Died. The Rev. Dr. Clifton Daggett Gray, 73, Baptist theologian and third president (1920-44) of Bates College (which sanctioned undergraduate smoking and dancing, doubled in size and endowment under his administration); of a heart ailment; in Kennebunk, Me. In 1927 he emerged undefeated from a debate with Clarence Darrow on the subject: "What and Why Is Man?"
Death Revealed. Yahya, 77, Imam of Yemen; of undetermined causes; in Sana, Yemen (see FOREIGN NEWS).
Died. Robert Patterson Lament,* 80, Secretary of Commerce under Hoover (1929-32); after long illness; in Manhattan. Lamont (he resigned over 20 major directorships when he went to Washington) always insisted that prosperity was "just around the corner"; as president of the American Iron & Steel Institute for 13 months (August 1932-September 1933), he bucked the New Deal tide, finally quit, inveighing against the idea of government in industry: "No one knows how far it may go. . . ."
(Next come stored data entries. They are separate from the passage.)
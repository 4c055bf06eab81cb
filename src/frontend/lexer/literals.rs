//! Literal scanning implementations
//! Handles number, string, and identifier lexemes

use super::tokenizer::Lexer;
use crate::frontend::lexer::tokens::*;

/// Scan a number literal.
///
/// A number is the maximal run of digits, `.`, `_`, exponent markers, and a
/// sign directly after an exponent marker. The text is not validated here;
/// converting it to a value is left to consumers of the AST.
pub fn scan_number(lexer: &mut Lexer<'_>) -> Token {
    let start = lexer.offset();
    let mut prev: Option<char> = None;

    while let Some(c) = lexer.peek() {
        let accepted = c.is_ascii_digit()
            || matches!(c, '.' | '_' | 'e' | 'E')
            || (matches!(c, '+' | '-') && matches!(prev, Some('e' | 'E')));
        if !accepted {
            break;
        }
        prev = Some(c);
        lexer.advance();
    }

    lexer.make_token(TokenKind::Number, lexer.slice_from(start))
}

/// Scan a single- or double-quoted string, or a `"""` block string.
///
/// Backslash escapes are passed through untouched: the backslash only
/// stops the following character from closing the literal.
pub fn scan_string(
    lexer: &mut Lexer<'_>,
    quote: char,
) -> Result<Token, LexError> {
    if quote == '"' && lexer.rest().starts_with("\"\"\"") {
        return scan_triple_string(lexer);
    }

    let position = lexer.start_position();
    lexer.advance(); // opening quote
    let content_start = lexer.offset();

    loop {
        match lexer.peek() {
            None | Some('\n') => return Err(LexError::UnterminatedString { position }),
            Some('\\') => {
                lexer.advance();
                if lexer.advance().is_none() {
                    return Err(LexError::UnterminatedString { position });
                }
            }
            Some(c) if c == quote => {
                let text = lexer.slice_from(content_start);
                lexer.advance(); // closing quote
                return Ok(lexer.make_token(TokenKind::String, text));
            }
            Some(_) => {
                lexer.advance();
            }
        }
    }
}

/// Scan a `"""` string; it may span lines
fn scan_triple_string(lexer: &mut Lexer<'_>) -> Result<Token, LexError> {
    let position = lexer.start_position();
    for _ in 0..3 {
        lexer.advance();
    }
    let content_start = lexer.offset();

    loop {
        if lexer.rest().starts_with("\"\"\"") {
            let text = lexer.slice_from(content_start);
            for _ in 0..3 {
                lexer.advance();
            }
            return Ok(lexer.make_token(TokenKind::String, text));
        }
        match lexer.advance() {
            None => return Err(LexError::UnterminatedTripleString { position }),
            Some('\\') => {
                if lexer.advance().is_none() {
                    return Err(LexError::UnterminatedTripleString { position });
                }
            }
            Some(_) => {}
        }
    }
}

/// Scan an identifier, resolving keywords through the lexer state
pub fn scan_identifier(lexer: &mut Lexer<'_>) -> Token {
    let start = lexer.offset();
    lexer.advance();
    while lexer.peek().is_some_and(is_identifier_char) {
        lexer.advance();
    }

    let text = lexer.slice_from(start);
    let kind = lexer
        .state()
        .keyword_from_str(text)
        .unwrap_or(TokenKind::Identifier);
    lexer.make_token(kind, text)
}

/// Check if character can start an identifier
pub fn is_identifier_start(c: char) -> bool {
    c == '_' || unicode_ident::is_xid_start(c)
}

/// Check if character is valid identifier continuation
pub fn is_identifier_char(c: char) -> bool {
    unicode_ident::is_xid_continue(c)
}

/// Check if character is a digit
pub fn is_digit(c: char) -> bool {
    c.is_ascii_digit()
}
//! Whole-program parsing through the public API

use pyplus::{parse_source, tokenize, BinOp, Expr, Param, Stmt, TokenKind, TypeExpr};

const SAMPLE: &str = r#"import os
from typing import List, Optional as Opt

@register
class Point(Base):
    def norm(self, scale: float = 1.0) -> float:
        return (self.x ** 2 + self.y ** 2) ** 0.5 * scale

async def fetch(url: str, *args, **kwargs) -> Dict[str, int]:
    with session(url) as s:
        data = s.get()
    return data

def main():
    total = 0
    for i in range(10):
        if i % 2 == 0:
            continue
        elif i > 7:
            break
        else:
            total += i
    while total > 0:
        total -= 1
    try:
        risky()
    except ValueError as e:
        pass
    finally:
        cleanup()
    match total:
        case 0:
            print("zero")
        case n if n > 0:
            print(n)

main()
"#;

fn kinds(body: &[Stmt]) -> Vec<&'static str> {
    body.iter().map(Stmt::kind_name).collect()
}

#[test]
fn test_sample_program_top_level() {
    let program = parse_source(SAMPLE).unwrap();
    assert_eq!(
        kinds(&program.body),
        vec![
            "ImportStatement",
            "ImportFromStatement",
            "ClassDefinition",
            "FunctionDefinition",
            "FunctionDefinition",
            "Call",
        ]
    );
}

#[test]
fn test_sample_class_and_method() {
    let program = parse_source(SAMPLE).unwrap();
    let Stmt::ClassDefinition {
        name,
        bases,
        body,
        decorators,
    } = &program.body[2]
    else {
        panic!("Expected class, got {:?}", program.body[2]);
    };
    assert_eq!(name, "Point");
    assert_eq!(bases, &vec![Expr::identifier("Base")]);
    assert_eq!(decorators, &vec![Expr::identifier("register")]);

    let Stmt::FunctionDefinition {
        params,
        return_type,
        body,
        ..
    } = &body[0]
    else {
        panic!("Expected method, got {:?}", body[0]);
    };
    assert_eq!(params.len(), 2);
    assert_eq!(
        params[1],
        Param::Parameter {
            name: "scale".to_string(),
            annotation: Some(TypeExpr::simple("float")),
            default: Some(Expr::number("1.0")),
        }
    );
    assert_eq!(return_type, &Some(TypeExpr::simple("float")));

    // `(...) ** 0.5 * scale` groups the power first
    let Stmt::Return { value: Some(Expr::BinaryOp { operator, left, .. }) } = &body[0] else {
        panic!("Expected return, got {:?}", body[0]);
    };
    assert_eq!(*operator, BinOp::Mul);
    assert!(matches!(
        left.as_ref(),
        Expr::BinaryOp {
            operator: BinOp::Pow,
            ..
        }
    ));
}

#[test]
fn test_sample_async_function() {
    let program = parse_source(SAMPLE).unwrap();
    let Stmt::FunctionDefinition {
        name,
        params,
        return_type,
        body,
        is_async,
        ..
    } = &program.body[3]
    else {
        panic!("Expected function, got {:?}", program.body[3]);
    };
    assert_eq!(name, "fetch");
    assert!(*is_async);
    let names: Vec<&str> = params.iter().map(Param::name).collect();
    assert_eq!(names, vec!["url", "args", "kwargs"]);
    assert!(matches!(params[1], Param::VarArg { .. }));
    assert!(matches!(params[2], Param::KwArg { .. }));
    assert_eq!(
        return_type.as_ref().map(ToString::to_string),
        Some("Dict[str, int]".to_string())
    );
    assert_eq!(kinds(body), vec!["WithStatement", "ReturnStatement"]);
}

#[test]
fn test_sample_control_flow() {
    let program = parse_source(SAMPLE).unwrap();
    let Stmt::FunctionDefinition { body, .. } = &program.body[4] else {
        panic!("Expected function, got {:?}", program.body[4]);
    };
    assert_eq!(
        kinds(body),
        vec![
            "Assignment",
            "ForStatement",
            "WhileStatement",
            "TryStatement",
            "MatchStatement",
        ]
    );

    let Stmt::For { target, body: loop_body, .. } = &body[1] else {
        panic!("Expected for loop, got {:?}", body[1]);
    };
    assert_eq!(target, "i");
    let Stmt::If { else_body: Some(elif), .. } = &loop_body[0] else {
        panic!("Expected if with else branch, got {:?}", loop_body[0]);
    };
    assert_eq!(kinds(elif), vec!["IfStatement"]);

    let Stmt::Try {
        handlers,
        finalbody,
        ..
    } = &body[3]
    else {
        panic!("Expected try, got {:?}", body[3]);
    };
    assert_eq!(handlers.len(), 1);
    assert_eq!(handlers[0].exception, Some(Expr::identifier("ValueError")));
    assert_eq!(handlers[0].alias.as_deref(), Some("e"));
    assert_eq!(finalbody.as_ref().map(Vec::len), Some(1));

    let Stmt::Match { cases, .. } = &body[4] else {
        panic!("Expected match, got {:?}", body[4]);
    };
    assert_eq!(cases.len(), 2);
    assert!(cases[1].guard.is_some());
}

#[test]
fn test_sample_token_stream_is_balanced() {
    let tokens = tokenize(SAMPLE).unwrap();
    let indents = tokens.iter().filter(|t| t.kind == TokenKind::Indent).count();
    let dedents = tokens.iter().filter(|t| t.kind == TokenKind::Dedent).count();
    assert_eq!(indents, dedents);
    assert_eq!(tokens.last().map(|t| t.kind), Some(TokenKind::Eof));
}

#[test]
fn test_line_joining_inside_brackets() {
    let program = parse_source("total = sum([1,\n    2,\n        3])\nprint(total)\n").unwrap();
    assert_eq!(kinds(&program.body), vec!["Assignment", "Call"]);
}

#[test]
fn test_windows_line_endings() {
    let program = parse_source("if x:\r\n    y = 1\r\nz = 2\r\n").unwrap();
    assert_eq!(kinds(&program.body), vec!["IfStatement", "Assignment"]);
}
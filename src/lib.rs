//! Python++ front end
//!
//! An indentation-aware tokenizer and a state-machine driven parser for a
//! Python-superset language. Source text becomes a token stream with
//! synthetic `INDENT`/`DEDENT` tokens, and the token stream becomes a
//! [`Program`] whose nodes serialize with a `type` discriminant.
//!
//! # Example
//!
//! ```
//! use pyplus::{parse_source, Stmt};
//!
//! let program = parse_source("def add(a, b=1):\n    return a + b\n").unwrap();
//! assert!(matches!(program.body[0], Stmt::FunctionDefinition { .. }));
//!
//! let err = parse_source("def f(*args, b=1): pass").unwrap_err();
//! assert_eq!(err.message(), "default argument follows *args/**kwargs");
//! ```

#![warn(rust_2018_idioms)]

pub mod frontend;
pub mod util;

pub use frontend::lexer::{tokenize, LexError, Token, TokenKind};
pub use frontend::parser::{parse, ParseError};
pub use frontend::parser::ast::*;
pub use frontend::{parse_source, Frontend, FrontendError};
pub use util::config::FrontendConfig;

/// Crate version
pub const VERSION: &str = env!("CARGO_PKG_VERSION");

/// Language name
pub const NAME: &str = "Python++";
//! Operator precedence for the expression engine
//!
//! Binding power levels, low to high. Unary prefix operators share the
//! level of `**`; power is checked with a strict comparison so it stays
//! right-associative and a unary operator under it is not reduced early.

use crate::frontend::lexer::tokens::{Token, TokenKind};
use crate::frontend::parser::ast::{BinOp, UnaryOp};

pub const BP_OR: u8 = 1;
pub const BP_AND: u8 = 2;
pub const BP_EQUALITY: u8 = 3;
pub const BP_RELATIONAL: u8 = 4;
pub const BP_BIT_OR: u8 = 5;
pub const BP_BIT_XOR: u8 = 6;
pub const BP_BIT_AND: u8 = 7;
pub const BP_SHIFT: u8 = 8;
pub const BP_ADDITIVE: u8 = 9;
pub const BP_MULTIPLICATIVE: u8 = 10;
pub const BP_POWER: u8 = 11;
pub const BP_UNARY: u8 = 11;

/// Operator associativity
#[derive(Debug, Clone, Copy, PartialEq, Eq)]
pub enum Assoc {
    Left,
    Right,
}

impl BinOp {
    /// Binding power of this operator
    pub fn precedence(self) -> u8 {
        match self {
            BinOp::Or => BP_OR,
            BinOp::And => BP_AND,
            BinOp::Eq | BinOp::NotEq | BinOp::In | BinOp::NotIn | BinOp::Is | BinOp::IsNot => {
                BP_EQUALITY
            }
            BinOp::Lt | BinOp::LtE | BinOp::Gt | BinOp::GtE => BP_RELATIONAL,
            BinOp::BitOr => BP_BIT_OR,
            BinOp::BitXor => BP_BIT_XOR,
            BinOp::BitAnd => BP_BIT_AND,
            BinOp::LShift | BinOp::RShift => BP_SHIFT,
            BinOp::Add | BinOp::Sub => BP_ADDITIVE,
            BinOp::Mul | BinOp::Div | BinOp::FloorDiv | BinOp::Mod | BinOp::MatMul => {
                BP_MULTIPLICATIVE
            }
            BinOp::Pow => BP_POWER,
        }
    }

    pub fn assoc(self) -> Assoc {
        match self {
            BinOp::Pow => Assoc::Right,
            _ => Assoc::Left,
        }
    }
}

impl UnaryOp {
    pub fn precedence(self) -> u8 {
        BP_UNARY
    }

    /// Prefix operator for an operand-position token
    pub fn from_token(token: &Token) -> Option<Self> {
        match token.kind {
            TokenKind::KwNot => Some(UnaryOp::Not),
            TokenKind::Operator => match token.text.as_str() {
                "+" => Some(UnaryOp::Pos),
                "-" => Some(UnaryOp::Neg),
                "~" => Some(UnaryOp::Invert),
                _ => None,
            },
            _ => None,
        }
    }
}

/// Should an operator already on the stack be reduced before pushing `incoming`?
pub fn should_reduce(
    top_precedence: u8,
    incoming: BinOp,
) -> bool {
    match incoming.assoc() {
        Assoc::Left => top_precedence >= incoming.precedence(),
        Assoc::Right => top_precedence > incoming.precedence(),
    }
}

/// Binary operator spelled by a single token (`and`, `+`, `in`, ...).
///
/// `not in` and `is not` span two tokens and are resolved by the caller.
pub fn binary_op_for(token: &Token) -> Option<BinOp> {
    match token.kind {
        TokenKind::KwOr => Some(BinOp::Or),
        TokenKind::KwAnd => Some(BinOp::And),
        TokenKind::KwIn => Some(BinOp::In),
        TokenKind::KwIs => Some(BinOp::Is),
        TokenKind::Operator => BinOp::from_symbol(&token.text),
        _ => None,
    }
}
//! Configuration flowing into the lexer and parser

use pyplus::util::config::{FrontendConfig, DEFAULT_MAX_NESTING_DEPTH};
use pyplus::{Frontend, Stmt};

const MIXED_INDENT: &str = "if x:\n\ty = 1\n        z = 2\n";

#[test]
fn test_tab_width_from_ron() {
    let config = FrontendConfig::from_ron_str("(tab_width: 8)").unwrap();
    assert_eq!(config.tab_width, 8);
    assert_eq!(config.max_nesting_depth, DEFAULT_MAX_NESTING_DEPTH);

    let program = Frontend::with_config(config).parse(MIXED_INDENT).unwrap();
    let Stmt::If { body, .. } = &program.body[0] else {
        panic!("Expected if statement, got {:?}", program.body[0]);
    };
    assert_eq!(body.len(), 2);
}

#[test]
fn test_default_tab_width_sees_deeper_indent() {
    let err = Frontend::new().parse(MIXED_INDENT).unwrap_err();
    assert_eq!(err.message(), "unexpected indent");
    assert_eq!(err.line(), 3);
}

#[test]
fn test_nesting_limit_from_config() {
    let frontend = Frontend::with_config(FrontendConfig {
        max_nesting_depth: 4,
        ..FrontendConfig::default()
    });
    assert_eq!(frontend.config().max_nesting_depth, 4);
    let err = frontend.parse("f(g(h(i(j(1)))))\n").unwrap_err();
    assert_eq!(err.message(), "maximum nesting depth exceeded");
    assert!(frontend.parse("f(1)\n").is_ok());
}
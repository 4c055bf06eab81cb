//! Abstract Syntax Tree types
//!
//! Every node serializes with a `type` discriminant naming its kind.
//! Optional fields (`else_body`, `decorators`, `alias`, ...) are omitted
//! when absent, so consumers must read a missing field as `None`.

use serde::Serialize;
use std::fmt;

/// Root node
#[derive(Debug, Clone, PartialEq, Default, Serialize)]
#[serde(tag = "type", rename = "Program")]
pub struct Program {
    pub body: Vec<Stmt>,
}

/// Statements
#[derive(Debug, Clone, PartialEq, Serialize)]
#[serde(tag = "type")]
pub enum Stmt {
    FunctionDefinition {
        name: String,
        params: Vec<Param>,
        #[serde(skip_serializing_if = "Option::is_none")]
        return_type: Option<TypeExpr>,
        body: Vec<Stmt>,
        #[serde(rename = "async")]
        is_async: bool,
        #[serde(skip_serializing_if = "Vec::is_empty")]
        decorators: Vec<Expr>,
    },
    ClassDefinition {
        name: String,
        #[serde(skip_serializing_if = "Vec::is_empty")]
        bases: Vec<Expr>,
        body: Vec<Stmt>,
        #[serde(skip_serializing_if = "Vec::is_empty")]
        decorators: Vec<Expr>,
    },
    #[serde(rename = "IfStatement")]
    If {
        condition: Expr,
        body: Vec<Stmt>,
        #[serde(skip_serializing_if = "Option::is_none")]
        else_body: Option<Vec<Stmt>>,
    },
    #[serde(rename = "WhileStatement")]
    While {
        condition: Expr,
        body: Vec<Stmt>,
        #[serde(skip_serializing_if = "Option::is_none")]
        else_body: Option<Vec<Stmt>>,
    },
    #[serde(rename = "ForStatement")]
    For {
        target: String,
        iterable: Expr,
        body: Vec<Stmt>,
        #[serde(skip_serializing_if = "Option::is_none")]
        else_body: Option<Vec<Stmt>>,
    },
    #[serde(rename = "TryStatement")]
    Try {
        body: Vec<Stmt>,
        handlers: Vec<ExceptHandler>,
        #[serde(skip_serializing_if = "Option::is_none")]
        finalbody: Option<Vec<Stmt>>,
    },
    #[serde(rename = "WithStatement")]
    With { items: Vec<WithItem>, body: Vec<Stmt> },
    #[serde(rename = "MatchStatement")]
    Match { subject: Expr, cases: Vec<MatchCase> },
    Assignment { target: String, value: Expr },
    AugmentedAssignment {
        target: String,
        operator: BinOp,
        value: Expr,
    },
    #[serde(rename = "ReturnStatement")]
    Return {
        #[serde(skip_serializing_if = "Option::is_none")]
        value: Option<Expr>,
    },
    #[serde(rename = "PassStatement")]
    Pass,
    #[serde(rename = "BreakStatement")]
    Break,
    #[serde(rename = "ContinueStatement")]
    Continue,
    #[serde(rename = "ImportStatement")]
    Import {
        module: String,
        #[serde(skip_serializing_if = "Option::is_none")]
        alias: Option<String>,
    },
    #[serde(rename = "ImportFromStatement")]
    ImportFrom {
        module: String,
        names: Vec<ImportName>,
    },
    /// A bare expression; serializes as the expression node itself
    #[serde(untagged)]
    Expr(Expr),
}

impl Stmt {
    /// Node kind as it appears in the `type` discriminant
    pub fn kind_name(&self) -> &'static str {
        match self {
            Stmt::FunctionDefinition { .. } => "FunctionDefinition",
            Stmt::ClassDefinition { .. } => "ClassDefinition",
            Stmt::If { .. } => "IfStatement",
            Stmt::While { .. } => "WhileStatement",
            Stmt::For { .. } => "ForStatement",
            Stmt::Try { .. } => "TryStatement",
            Stmt::With { .. } => "WithStatement",
            Stmt::Match { .. } => "MatchStatement",
            Stmt::Assignment { .. } => "Assignment",
            Stmt::AugmentedAssignment { .. } => "AugmentedAssignment",
            Stmt::Return { .. } => "ReturnStatement",
            Stmt::Pass => "PassStatement",
            Stmt::Break => "BreakStatement",
            Stmt::Continue => "ContinueStatement",
            Stmt::Import { .. } => "ImportStatement",
            Stmt::ImportFrom { .. } => "ImportFromStatement",
            Stmt::Expr(expr) => expr.kind_name(),
        }
    }

    /// Decorator list of a function or class definition
    pub fn decorators_mut(&mut self) -> Option<&mut Vec<Expr>> {
        match self {
            Stmt::FunctionDefinition { decorators, .. }
            | Stmt::ClassDefinition { decorators, .. } => Some(decorators),
            _ => None,
        }
    }
}

/// One `except [Type [as alias]]:` clause
#[derive(Debug, Clone, PartialEq, Serialize)]
pub struct ExceptHandler {
    #[serde(rename = "type", skip_serializing_if = "Option::is_none")]
    pub exception: Option<Expr>,
    #[serde(skip_serializing_if = "Option::is_none")]
    pub alias: Option<String>,
    pub body: Vec<Stmt>,
}

/// One `expr [as alias]` item of a `with` header
#[derive(Debug, Clone, PartialEq, Serialize)]
pub struct WithItem {
    pub context: Expr,
    #[serde(skip_serializing_if = "Option::is_none")]
    pub alias: Option<String>,
}

/// One `case pattern [if guard]:` clause
#[derive(Debug, Clone, PartialEq, Serialize)]
pub struct MatchCase {
    pub pattern: Expr,
    #[serde(skip_serializing_if = "Option::is_none")]
    pub guard: Option<Expr>,
    pub body: Vec<Stmt>,
}

/// One `name [as alias]` of a `from ... import` list
#[derive(Debug, Clone, PartialEq, Serialize)]
pub struct ImportName {
    pub name: String,
    #[serde(skip_serializing_if = "Option::is_none")]
    pub alias: Option<String>,
}

/// Expressions
#[derive(Debug, Clone, PartialEq, Serialize)]
#[serde(tag = "type")]
pub enum Expr {
    BinaryOp {
        operator: BinOp,
        left: Box<Expr>,
        right: Box<Expr>,
    },
    UnaryOp {
        operator: UnaryOp,
        operand: Box<Expr>,
    },
    Literal { kind: LiteralKind, value: String },
    Identifier { name: String },
    ListLiteral { elements: Vec<Expr> },
    Call {
        func: Box<Expr>,
        args: Vec<Expr>,
        #[serde(skip_serializing_if = "Vec::is_empty")]
        keywords: Vec<KeywordArg>,
    },
    Attribute { value: Box<Expr>, attr: String },
    Subscript { value: Box<Expr>, index: Box<Expr> },
}

impl Expr {
    pub fn identifier(name: impl Into<String>) -> Self {
        Expr::Identifier { name: name.into() }
    }

    pub fn number(text: impl Into<String>) -> Self {
        Expr::Literal {
            kind: LiteralKind::Number,
            value: text.into(),
        }
    }

    pub fn string(text: impl Into<String>) -> Self {
        Expr::Literal {
            kind: LiteralKind::String,
            value: text.into(),
        }
    }

    pub fn binary(
        operator: BinOp,
        left: Expr,
        right: Expr,
    ) -> Self {
        Expr::BinaryOp {
            operator,
            left: Box::new(left),
            right: Box::new(right),
        }
    }

    pub fn unary(
        operator: UnaryOp,
        operand: Expr,
    ) -> Self {
        Expr::UnaryOp {
            operator,
            operand: Box::new(operand),
        }
    }

    pub fn kind_name(&self) -> &'static str {
        match self {
            Expr::BinaryOp { .. } => "BinaryOp",
            Expr::UnaryOp { .. } => "UnaryOp",
            Expr::Literal { .. } => "Literal",
            Expr::Identifier { .. } => "Identifier",
            Expr::ListLiteral { .. } => "ListLiteral",
            Expr::Call { .. } => "Call",
            Expr::Attribute { .. } => "Attribute",
            Expr::Subscript { .. } => "Subscript",
        }
    }
}

/// `name=value` argument of a call
#[derive(Debug, Clone, PartialEq, Serialize)]
pub struct KeywordArg {
    pub name: String,
    pub value: Expr,
}

/// Literal category; the value keeps its source spelling
#[derive(Debug, Clone, Copy, PartialEq, Eq, Serialize)]
#[serde(rename_all = "lowercase")]
pub enum LiteralKind {
    Number,
    String,
    Bool,
    None,
}

/// Binary operators
#[derive(Debug, Clone, Copy, PartialEq, Eq, Hash, Serialize)]
pub enum BinOp {
    #[serde(rename = "or")]
    Or,
    #[serde(rename = "and")]
    And,
    #[serde(rename = "==")]
    Eq,
    #[serde(rename = "!=")]
    NotEq,
    #[serde(rename = "in")]
    In,
    #[serde(rename = "not in")]
    NotIn,
    #[serde(rename = "is")]
    Is,
    #[serde(rename = "is not")]
    IsNot,
    #[serde(rename = "<")]
    Lt,
    #[serde(rename = "<=")]
    LtE,
    #[serde(rename = ">")]
    Gt,
    #[serde(rename = ">=")]
    GtE,
    #[serde(rename = "|")]
    BitOr,
    #[serde(rename = "^")]
    BitXor,
    #[serde(rename = "&")]
    BitAnd,
    #[serde(rename = "<<")]
    LShift,
    #[serde(rename = ">>")]
    RShift,
    #[serde(rename = "+")]
    Add,
    #[serde(rename = "-")]
    Sub,
    #[serde(rename = "*")]
    Mul,
    #[serde(rename = "/")]
    Div,
    #[serde(rename = "//")]
    FloorDiv,
    #[serde(rename = "%")]
    Mod,
    #[serde(rename = "@")]
    MatMul,
    #[serde(rename = "**")]
    Pow,
}

impl BinOp {
    /// Operator for a symbolic `OPERATOR` token
    pub fn from_symbol(symbol: &str) -> Option<Self> {
        match symbol {
            "==" => Some(BinOp::Eq),
            "!=" => Some(BinOp::NotEq),
            "<" => Some(BinOp::Lt),
            "<=" => Some(BinOp::LtE),
            ">" => Some(BinOp::Gt),
            ">=" => Some(BinOp::GtE),
            "|" => Some(BinOp::BitOr),
            "^" => Some(BinOp::BitXor),
            "&" => Some(BinOp::BitAnd),
            "<<" => Some(BinOp::LShift),
            ">>" => Some(BinOp::RShift),
            "+" => Some(BinOp::Add),
            "-" => Some(BinOp::Sub),
            "*" => Some(BinOp::Mul),
            "/" => Some(BinOp::Div),
            "//" => Some(BinOp::FloorDiv),
            "%" => Some(BinOp::Mod),
            "@" => Some(BinOp::MatMul),
            "**" => Some(BinOp::Pow),
            _ => None,
        }
    }

    pub fn symbol(self) -> &'static str {
        match self {
            BinOp::Or => "or",
            BinOp::And => "and",
            BinOp::Eq => "==",
            BinOp::NotEq => "!=",
            BinOp::In => "in",
            BinOp::NotIn => "not in",
            BinOp::Is => "is",
            BinOp::IsNot => "is not",
            BinOp::Lt => "<",
            BinOp::LtE => "<=",
            BinOp::Gt => ">",
            BinOp::GtE => ">=",
            BinOp::BitOr => "|",
            BinOp::BitXor => "^",
            BinOp::BitAnd => "&",
            BinOp::LShift => "<<",
            BinOp::RShift => ">>",
            BinOp::Add => "+",
            BinOp::Sub => "-",
            BinOp::Mul => "*",
            BinOp::Div => "/",
            BinOp::FloorDiv => "//",
            BinOp::Mod => "%",
            BinOp::MatMul => "@",
            BinOp::Pow => "**",
        }
    }
}

impl fmt::Display for BinOp {
    fn fmt(
        &self,
        f: &mut fmt::Formatter<'_>,
    ) -> fmt::Result {
        f.write_str(self.symbol())
    }
}

/// Prefix operators
#[derive(Debug, Clone, Copy, PartialEq, Eq, Hash, Serialize)]
pub enum UnaryOp {
    #[serde(rename = "+")]
    Pos,
    #[serde(rename = "-")]
    Neg,
    #[serde(rename = "~")]
    Invert,
    #[serde(rename = "not")]
    Not,
}

impl UnaryOp {
    pub fn symbol(self) -> &'static str {
        match self {
            UnaryOp::Pos => "+",
            UnaryOp::Neg => "-",
            UnaryOp::Invert => "~",
            UnaryOp::Not => "not",
        }
    }
}

impl fmt::Display for UnaryOp {
    fn fmt(
        &self,
        f: &mut fmt::Formatter<'_>,
    ) -> fmt::Result {
        f.write_str(self.symbol())
    }
}

/// Function parameters
#[derive(Debug, Clone, PartialEq, Serialize)]
#[serde(tag = "type")]
pub enum Param {
    Parameter {
        name: String,
        #[serde(skip_serializing_if = "Option::is_none")]
        annotation: Option<TypeExpr>,
        #[serde(skip_serializing_if = "Option::is_none")]
        default: Option<Expr>,
    },
    #[serde(rename = "VarArgParameter")]
    VarArg {
        name: String,
        #[serde(skip_serializing_if = "Option::is_none")]
        annotation: Option<TypeExpr>,
    },
    #[serde(rename = "KwArgParameter")]
    KwArg {
        name: String,
        #[serde(skip_serializing_if = "Option::is_none")]
        annotation: Option<TypeExpr>,
    },
}

impl Param {
    pub fn name(&self) -> &str {
        match self {
            Param::Parameter { name, .. } | Param::VarArg { name, .. } | Param::KwArg { name, .. } => {
                name
            }
        }
    }
}

/// Type annotations
#[derive(Debug, Clone, PartialEq, Serialize)]
#[serde(tag = "type")]
pub enum TypeExpr {
    SimpleType { name: String },
    GenericType { base: String, params: Vec<TypeExpr> },
    FunctionType {
        param_type: Box<TypeExpr>,
        return_type: Box<TypeExpr>,
    },
}

impl TypeExpr {
    pub fn simple(name: impl Into<String>) -> Self {
        TypeExpr::SimpleType { name: name.into() }
    }
}

impl fmt::Display for TypeExpr {
    fn fmt(
        &self,
        f: &mut fmt::Formatter<'_>,
    ) -> fmt::Result {
        match self {
            TypeExpr::SimpleType { name } => f.write_str(name),
            TypeExpr::GenericType { base, params } => {
                write!(f, "{}[", base)?;
                for (i, param) in params.iter().enumerate() {
                    if i > 0 {
                        f.write_str(", ")?;
                    }
                    write!(f, "{}", param)?;
                }
                f.write_str("]")
            }
            TypeExpr::FunctionType {
                param_type,
                return_type,
            } => write!(f, "{} -> {}", param_type, return_type),
        }
    }
}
Died. Reginald William Rives, 86, leading figure in the dying patrician sport of coaching, member of the Coaching Club since 1883; in Manhattan. Stubborn Socialite-Horseman Rives resisted vigorously as newfangled horseless carriages crowded coaches off the streets, won a 1906 lawsuit in which he charged that an auto had ruined the nerves of one of his horses. He became a gallant last-survivor of the era of beaver hats and smartly tooled four-in-hands.
Died. James Herbert McGraw, 87, founder of the McGraw-Hill publishing empire (38 trade magazines and the largest technical book publishing house in the world); after long illness; in San Francisco. In 1885, Schoolteacher McGraw joined the American Railway Publishing Co., later bought an interest in it for $2,500. A spectacularly successful publisher for 50 years, he always claimed that he liked schoolteaching better.
* No kin to the late financier-philanthropist, Thomas William Lamont (TIME, Feb. 16).